It’s no secret that running into a slow-loading website can be frustrating—even infuriating. Think about the last time you experienced a slow website; more than likely, you didn’t stick around long. Unfortunately, if your site is having the same issues, you could be losing out on valuable traffic from your visitors. There are countless reasons why your website may be running slow, but by being aware of some of the most common reasons (and what to do about them), you can correct slow site speed and reap the benefits of a lightning-fast site.
Huge Image File Sizes
Take a minute to check out the sizes and resolution of the images on your website. If the file sizes are huge you need to optimize your images. Large image sizes can bog down your server and cause individual pages to load much more slowly. What many people don’t realize is that you can actually reduce the “quality” of an image hosted on your site by as much as 70% in size without a noticeable visual difference for your visitors.

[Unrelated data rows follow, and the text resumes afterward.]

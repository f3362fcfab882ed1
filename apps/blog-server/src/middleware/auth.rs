//! Authentication extractors.
//!
//! The access token is read from `Authorization: Bearer <token>` first and
//! from the `access_token` cookie second.

use actix_web::{FromRequest, HttpRequest, dev::Payload, http::header, web};
use std::future::{Ready, ready};
use std::sync::Arc;

use blogicum_core::ports::{AuthError, TokenClaims, TokenService};
use blogicum_core::visibility::Viewer;

use super::error::AppError;

/// Cookie set on login and read back by the extractors.
pub const ACCESS_TOKEN_COOKIE: &str = "access_token";

/// Authenticated user identity extractor.
///
/// Anonymous requests are redirected to the login page:
/// ```ignore
/// async fn create_post(identity: Identity) -> AppResult<HttpResponse> {
///     // identity.user_id is the author
/// }
/// ```
#[derive(Debug, Clone)]
pub struct Identity {
    pub user_id: i64,
    pub username: String,
}

impl From<TokenClaims> for Identity {
    fn from(claims: TokenClaims) -> Self {
        Self {
            user_id: claims.user_id,
            username: claims.username,
        }
    }
}

fn bearer_token(req: &HttpRequest) -> Result<Option<String>, AuthError> {
    let Some(value) = req.headers().get(header::AUTHORIZATION) else {
        return Ok(None);
    };
    let value = value
        .to_str()
        .map_err(|_| AuthError::InvalidToken("Invalid authorization header".to_string()))?;

    value
        .strip_prefix("Bearer ")
        .map(|t| Some(t.to_string()))
        .ok_or_else(|| AuthError::InvalidToken("Expected Bearer token".to_string()))
}

fn authenticate(req: &HttpRequest) -> Result<Identity, AuthError> {
    let token_service = req
        .app_data::<web::Data<Arc<dyn TokenService>>>()
        .ok_or_else(|| {
            tracing::error!("TokenService not found in app data");
            AuthError::InvalidToken("Server configuration error".to_string())
        })?;

    let token = match bearer_token(req)? {
        Some(token) => token,
        None => req
            .cookie(ACCESS_TOKEN_COOKIE)
            .map(|c| c.value().to_string())
            .ok_or(AuthError::MissingAuth)?,
    };

    token_service.validate_token(&token).map(Identity::from)
}

/// Path and query of the request, used as the post-login destination.
fn requested_path(req: &HttpRequest) -> String {
    req.uri()
        .path_and_query()
        .map(|pq| pq.as_str().to_string())
        .unwrap_or_else(|| req.path().to_string())
}

fn login_required(req: &HttpRequest) -> AppError {
    AppError::LoginRequired {
        next: requested_path(req),
    }
}

impl FromRequest for Identity {
    type Error = AppError;
    type Future = Ready<Result<Self, Self::Error>>;

    fn from_request(req: &HttpRequest, _payload: &mut Payload) -> Self::Future {
        ready(authenticate(req).map_err(|e| {
            tracing::debug!(path = req.path(), reason = %e, "Login required");
            login_required(req)
        }))
    }
}

/// Optional identity extractor - doesn't fail if not authenticated.
///
/// Used where the target must be resolved before the login requirement applies.
pub struct OptionalIdentity {
    identity: Option<Identity>,
    next: String,
}

impl OptionalIdentity {
    pub fn viewer(&self) -> Viewer {
        Viewer::from_user_id(self.identity.as_ref().map(|i| i.user_id))
    }

    /// Demand a login now, redirecting anonymous requests.
    pub fn require(self) -> Result<Identity, AppError> {
        self.identity
            .ok_or(AppError::LoginRequired { next: self.next })
    }
}

impl FromRequest for OptionalIdentity {
    type Error = actix_web::Error;
    type Future = Ready<Result<Self, Self::Error>>;

    fn from_request(req: &HttpRequest, _payload: &mut Payload) -> Self::Future {
        ready(Ok(OptionalIdentity {
            identity: authenticate(req).ok(),
            next: requested_path(req),
        }))
    }
}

Have you thought about your HTML or CSS coding being to blame for your slow site? If not, it’s time to skim through that code and check for unnecessary code, which is a common culprit for slowing sites down. This is an especially common issue in CSS sites. By removing extra line breaks and cutting down on white space where possible, you might be surprised at how much of a difference you can notice in speed. If you’re not very knowledgeable in coding, a web developer can handle this for you as well.
The Wrong Server
The quality of your server, as well as the location of its data centers, can make a huge difference in your site speed. Specifically, a server location that’s on the other side of the country (or globe!) from where most of your site visitors are based will suffer from high latency and thus slow speeds. By upgrading your server to one with lower latency and better overall quality, your site speeds will benefit.
High Traffic Levels
If your site seems to be acting slow only intermittently, check out your site traffic to see if high levels of site visitors could be to blame. While this is usually a good problem to have, an influx of site traffic can bog down your servers. And unfortunately, not all traffic is good for your site; DDoS attacks are often mistaken for legitimate site traffic, but can bombard your server and take your entire site down indefinitely. The best way to avoid traffic issues slowing down your site is to have a quality server with DDoS protection for added peace of mind.
These are just a few of the most common culprits for a slow website. By being on the lookout for these issues with your own site, you can keep your website running smoothly and seamlessly for your visitors.